As Elon Musk’s geopolitical influence grows because of his closeness to incoming President Donald J. Trump, regulators in Europe have faced questions about whether they would scale down an investigation of X, the social media network that Mr. Musk owns.
On Friday, European Union officials indicated that they were not backing off.
Regulators in Brussels said they would expand an investigation into X for potential violation of a law, called the Digital Services Act, intended to clamp down on online disinformation and illegal content. Officials said they had ordered X to hand over internal documents about the company’s recommendation algorithm, as well as provide access to data that would allow regulators to study the platform’s content moderation policies and understand why material on certain accounts may go viral.
“We are committed to ensuring that every platform operating in the E.U. respects our legislation, which aims to make the online environment fair, safe and democratic for all European citizens,” said Henna Virkkunen, the European Commission’s executive vice president for tech sovereignty, security and democracy.
X did not respond to a request for comment.
The Digital Services Act, passed in 2022, gives regulators wide powers to force social media companies to police their platforms for hate speech, misinformation and illegal content. Companies that do not comply can face fines of up to 6 percent of global revenue.
The European Union started an investigation of X more than a year ago, accusing the company of failing to address illicit content and disinformation. The probe came after Mr. Musk’s dramatically scaled back X’s content moderation policies.
The incremental development announced on Friday has wider significance because it shows that European regulators are pressing ahead despite Mr. Musk’s ties to the incoming Trump administration.
The investigation of X has illuminated a widening trans-Atlantic divide over the issue of free speech. In the United States, the First Amendment provides wide protections for even the most offensive things people can say, and Mr. Musk and Vice President-elect JD Vance have criticized E.U. laws as a form of government censorship. European officials see some restrictions on speech as a necessary way to protect democracy and religious and ethnic minority groups.

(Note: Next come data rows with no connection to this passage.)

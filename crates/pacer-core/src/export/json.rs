//! Structured JSON document: the whole plan nested by week.

use jiff::Timestamp;
use serde::{Deserialize, Serialize};

use super::{Artifact, Exporter, Format};
use crate::{
    error::{PacerError, Result},
    models::{ExportOptions, Plan},
};

const MEDIA_TYPE: &str = "application/json";

/// Identifies the document kind for readers.
pub const DOCUMENT_KIND: &str = "pacer-plan";

/// Bumped on incompatible layout changes.
pub const DOCUMENT_VERSION: u32 = 1;

/// Top-level JSON layout.
#[derive(Debug, Clone, Serialize, Deserialize)]
pub struct StructuredDocument {
    pub kind: String,
    pub version: u32,
    #[serde(default, skip_serializing_if = "Option::is_none")]
    pub generated_at: Option<Timestamp>,
    pub plan: Plan,
}

pub struct JsonExporter;

impl Exporter for JsonExporter {
    fn format(&self) -> Format {
        Format::Json
    }

    fn render(&self, plan: &Plan, options: &ExportOptions) -> Result<Vec<Artifact>> {
        let document = StructuredDocument {
            kind: DOCUMENT_KIND.to_string(),
            version: DOCUMENT_VERSION,
            generated_at: options.generated_at,
            plan: plan.clone(),
        };
        let mut bytes = serde_json::to_vec_pretty(&document)
            .map_err(|e| PacerError::export(Format::Json).with_reason(e))?;
        bytes.push(b'\n');
        Ok(vec![Artifact::new(
            Format::Json.artifact_names()[0],
            MEDIA_TYPE,
            bytes,
        )])
    }
}

/// Read the structured artifact back into a [`Plan`].
///
/// # Errors
///
/// Returns `PacerError::Serialization` for malformed JSON and
/// `PacerError::Export` for a document of another kind or version.
pub fn parse_structured(bytes: &[u8]) -> Result<Plan> {
    let document: StructuredDocument = serde_json::from_slice(bytes)?;
    if document.kind != DOCUMENT_KIND || document.version != DOCUMENT_VERSION {
        return Err(PacerError::export(Format::Json).with_reason(format!(
            "unsupported document {} v{}",
            document.kind, document.version
        )));
    }
    Ok(document.plan)
}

More battles loom. Meta, the owner of Facebook and Instagram, is also under investigation for violating the Digital Services Act. Mark Zuckerberg, the company’s chief executive, recently criticized the European Union when announcing that the company would end its fact-checking program in the United States and end some global restrictions on what people can say on issues like immigration and transgender rights.
E.U. officials have not indicated when the investigation of X will conclude. On Friday, regulators ordered the company to preserve internal documents and other information that could be part of the probe until the end of the year.